Milo Anthony Ventimiglia (, ; born July 8, 1977) is an American actor. Making his screen acting debut on The Fresh Prince of Bel-Air in 1995, he portrayed the lead role on the short-lived series Opposite Sex in 2000 before landing his breakthrough role the following year as Jess Mariano on Gilmore Girls (2001–2007).

Thereafter, he appeared as Chris Pierce on American Dreams (2004–2005) and Richard Thorne on The Bedford Diaries (2006) before starring as Peter Petrelli on Heroes (2006–2010), for which he received nominations for Teen Choice, Saturn and People's Choice Awards. After appearing in main roles on the series Mob City (2013), Chosen (2013), and The Whispers (2015), Ventimiglia began starring as Jack Pearson on This Is Us (2016–2022), for which he has received three nominations for the Primetime Emmy Award for Outstanding Lead Actor in a Drama Series and twice received the Screen Actors Guild Award for Outstanding Performance by an Ensemble in a Drama Series as a cast member.

In film, Ventimiglia made his breakthrough as Rocky Balboa's son in the sixth installment of the Rocky film series, Rocky Balboa (2006), going on to reprise the role in the eighth installment Creed II (2018). He has also appeared in Pathology (2008), That's My Boy (2012), Kiss of the Damned (2013), Grace of Monaco (2014), Devil's Gate (2017), and The Art of Racing in the Rain (2019).

Early life
Ventimiglia was born on July 8, 1977 in Anaheim, California, the youngest child of Carol and Peter Ventimiglia, a Vietnam War veteran.
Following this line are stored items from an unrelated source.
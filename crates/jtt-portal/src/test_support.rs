//! Scripted portal and solver used by unit tests.

use std::collections::VecDeque;
use std::sync::Mutex;

use async_trait::async_trait;
use jtt_storage::TransportError;
use serde_json::{json, Value as JsonValue};

use crate::protocol::{BootstrapResponse, ChallengeProtocol, ChallengeResult, DetailResponse, Envelope};
use crate::solver::{ChallengeSolver, SolverError};
use crate::transport::{EnvelopeCall, PortalTransport};
use crate::TargetSpec;

pub fn detail_response(challenge_required: bool, key: &str, view_key: &str) -> JsonValue {
    json!({
        "captchaRequred": challenge_required,
        "captchaKey": key,
        "offenderViewKey": view_key,
        "offenderSpecialFields": [
            {"labelText": "Booking Date:", "offenderValue": "6/28/2024"}
        ],
        "cases": [{"caseNo": "24-001"}],
        "charges": [{"chargeDescription": "BURGLARY"}],
        "holds": [{"holdingAgency": "Harrison County"}]
    })
}

#[derive(Debug, Default)]
struct Script {
    listing: Vec<String>,
    demand_on_bootstrap: bool,
    drop_listing: bool,
    reject_answers: bool,
    challenge_fetches: usize,
    validations: Vec<String>,
    bootstrap_keys: Vec<String>,
    details: VecDeque<Result<JsonValue, u16>>,
    detail_requests: Vec<(String, String, String)>,
    envelopes: VecDeque<JsonValue>,
    envelope_calls: usize,
    cookie_opens: usize,
}

#[derive(Debug, Default)]
pub struct ScriptedTransport {
    script: Mutex<Script>,
}

impl ScriptedTransport {
    pub fn with_listing(ids: &[&str]) -> Self {
        let transport = Self::default();
        transport.lock().listing = ids.iter().map(|id| id.to_string()).collect();
        transport
    }

    fn lock(&self) -> std::sync::MutexGuard<'_, Script> {
        self.script.lock().expect("script lock")
    }

    pub fn demand_challenge_on_bootstrap(&self) {
        self.lock().demand_on_bootstrap = true;
    }

    pub fn drop_bootstrap_listing(&self) {
        self.lock().drop_listing = true;
    }

    pub fn reject_all_answers(&self) {
        self.lock().reject_answers = true;
    }

    pub fn push_detail(&self, response: JsonValue) {
        self.lock().details.push_back(Ok(response));
    }

    pub fn push_detail_failure(&self, status: u16) {
        self.lock().details.push_back(Err(status));
    }

    pub fn push_envelope(&self, envelope: JsonValue) {
        self.lock().envelopes.push_back(envelope);
    }

    pub fn challenge_fetches(&self) -> usize {
        self.lock().challenge_fetches
    }

    pub fn validations(&self) -> Vec<String> {
        self.lock().validations.clone()
    }

    pub fn bootstrap_keys(&self) -> Vec<String> {
        self.lock().bootstrap_keys.clone()
    }

    /// `(identifier, view key, challenge key)` per detail request.
    pub fn detail_requests(&self) -> Vec<(String, String, String)> {
        self.lock().detail_requests.clone()
    }

    pub fn envelope_calls(&self) -> usize {
        self.lock().envelope_calls
    }

    pub fn cookie_opens(&self) -> usize {
        self.lock().cookie_opens
    }
}

#[async_trait]
impl PortalTransport for ScriptedTransport {
    async fn bootstrap(
        &self,
        _target: &TargetSpec,
        body: &ChallengeProtocol,
    ) -> Result<BootstrapResponse, TransportError> {
        let mut script = self.lock();
        script.bootstrap_keys.push(body.captcha_key.clone());
        let mut response = json!({
            "captchaRequred": script.demand_on_bootstrap,
            "captchaKey": body.captcha_key,
            "offenderViewKey": "view-0",
        });
        if !script.drop_listing {
            let rows: Vec<JsonValue> = script
                .listing
                .iter()
                .map(|id| json!({"arrestNo": id, "agencyName": "Sheriff"}))
                .collect();
            response["offenders"] = JsonValue::Array(rows);
        }
        Ok(serde_json::from_value(response).expect("bootstrap fixture"))
    }

    async fn fetch_challenge(&self, _target: &TargetSpec) -> Result<ChallengeProtocol, TransportError> {
        let mut script = self.lock();
        script.challenge_fetches += 1;
        Ok(ChallengeProtocol {
            captcha_key: format!("challenge-{}", script.challenge_fetches),
            captcha_image: Some("data:image/png;base64,AAAA".into()),
            user_code: None,
        })
    }

    async fn validate_challenge(
        &self,
        _target: &TargetSpec,
        answer: &ChallengeProtocol,
    ) -> Result<ChallengeResult, TransportError> {
        let mut script = self.lock();
        script
            .validations
            .push(answer.user_code.clone().unwrap_or_default());
        if script.reject_answers {
            return Ok(ChallengeResult::default());
        }
        Ok(ChallengeResult {
            captcha_matched: true,
            captcha_key: format!("solved-{}", script.validations.len()),
        })
    }

    async fn fetch_detail(
        &self,
        _target: &TargetSpec,
        identifier: &str,
        view_key: &str,
        body: &ChallengeProtocol,
    ) -> Result<DetailResponse, TransportError> {
        let mut script = self.lock();
        script.detail_requests.push((
            identifier.to_string(),
            view_key.to_string(),
            body.captcha_key.clone(),
        ));
        match script.details.pop_front().expect("unscripted detail request") {
            Ok(response) => Ok(serde_json::from_value(response).expect("detail fixture")),
            Err(status) => Err(TransportError::HttpStatus {
                status,
                url: format!("scripted://detail/{identifier}"),
            }),
        }
    }

    async fn open_cookie_session(&self, _target: &TargetSpec) -> Result<(), TransportError> {
        self.lock().cookie_opens += 1;
        Ok(())
    }

    async fn fetch_envelope(
        &self,
        _target: &TargetSpec,
        _call: EnvelopeCall<'_>,
    ) -> Result<Envelope, TransportError> {
        let mut script = self.lock();
        script.envelope_calls += 1;
        let envelope = script.envelopes.pop_front().expect("unscripted envelope call");
        Ok(serde_json::from_value(envelope).expect("envelope fixture"))
    }
}

/// Answers from a fixed sequence, then repeats the fallback (if any).
#[derive(Debug, Default)]
pub struct ScriptedSolver {
    answers: Mutex<VecDeque<String>>,
    fallback: Option<String>,
}

impl ScriptedSolver {
    pub fn always(answer: &str) -> Self {
        Self {
            answers: Mutex::new(VecDeque::new()),
            fallback: Some(answer.to_string()),
        }
    }

    pub fn sequence(answers: &[&str]) -> Self {
        Self {
            answers: Mutex::new(answers.iter().map(|a| a.to_string()).collect()),
            fallback: None,
        }
    }
}

#[async_trait]
impl ChallengeSolver for ScriptedSolver {
    async fn solve(&self, _image: &str) -> Result<String, SolverError> {
        let next = self.answers.lock().expect("solver lock").pop_front();
        next.or_else(|| self.fallback.clone())
            .ok_or_else(|| SolverError::Unavailable("script exhausted".into()))
    }
}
He has two sisters. His father is of Italian-Sicilian descent and his mother is of English and Scottish ancestry. Ventimiglia has a self-described "crooked mouth," having been born with damaged facial nerves causing the left side of his mouth to remain immobile – much like actor Sylvester Stallone, with whom he worked in Rocky Balboa.

Ventimiglia attended El Modena High School in Orange, California. During high school, Ventimiglia wrestled, acted in drama productions and served as student government president, graduating in 1995. At eighteen, Ventimiglia studied at the American Conservatory Theater for their summer program, subsequently attending the University of California, Los Angeles as a theatre major.

Career

Early roles and breakthrough
At eighteen, Ventimiglia pursued an acting career, first starring as a gay teenager in Must Be the Music, a short film released as part of Strand Releasing's Boys Life 2. He enrolled at UCLA before landing a role on The Fresh Prince of Bel-Air, guest starring on television series including CSI: Crime Scene Investigation, Sabrina, the Teenage Witch, Law & Order: Special Victims Unit and Boston Public. He played Jed Perry, in the short-lived Fox TV series, Opposite Sex, which originally aired in 2000.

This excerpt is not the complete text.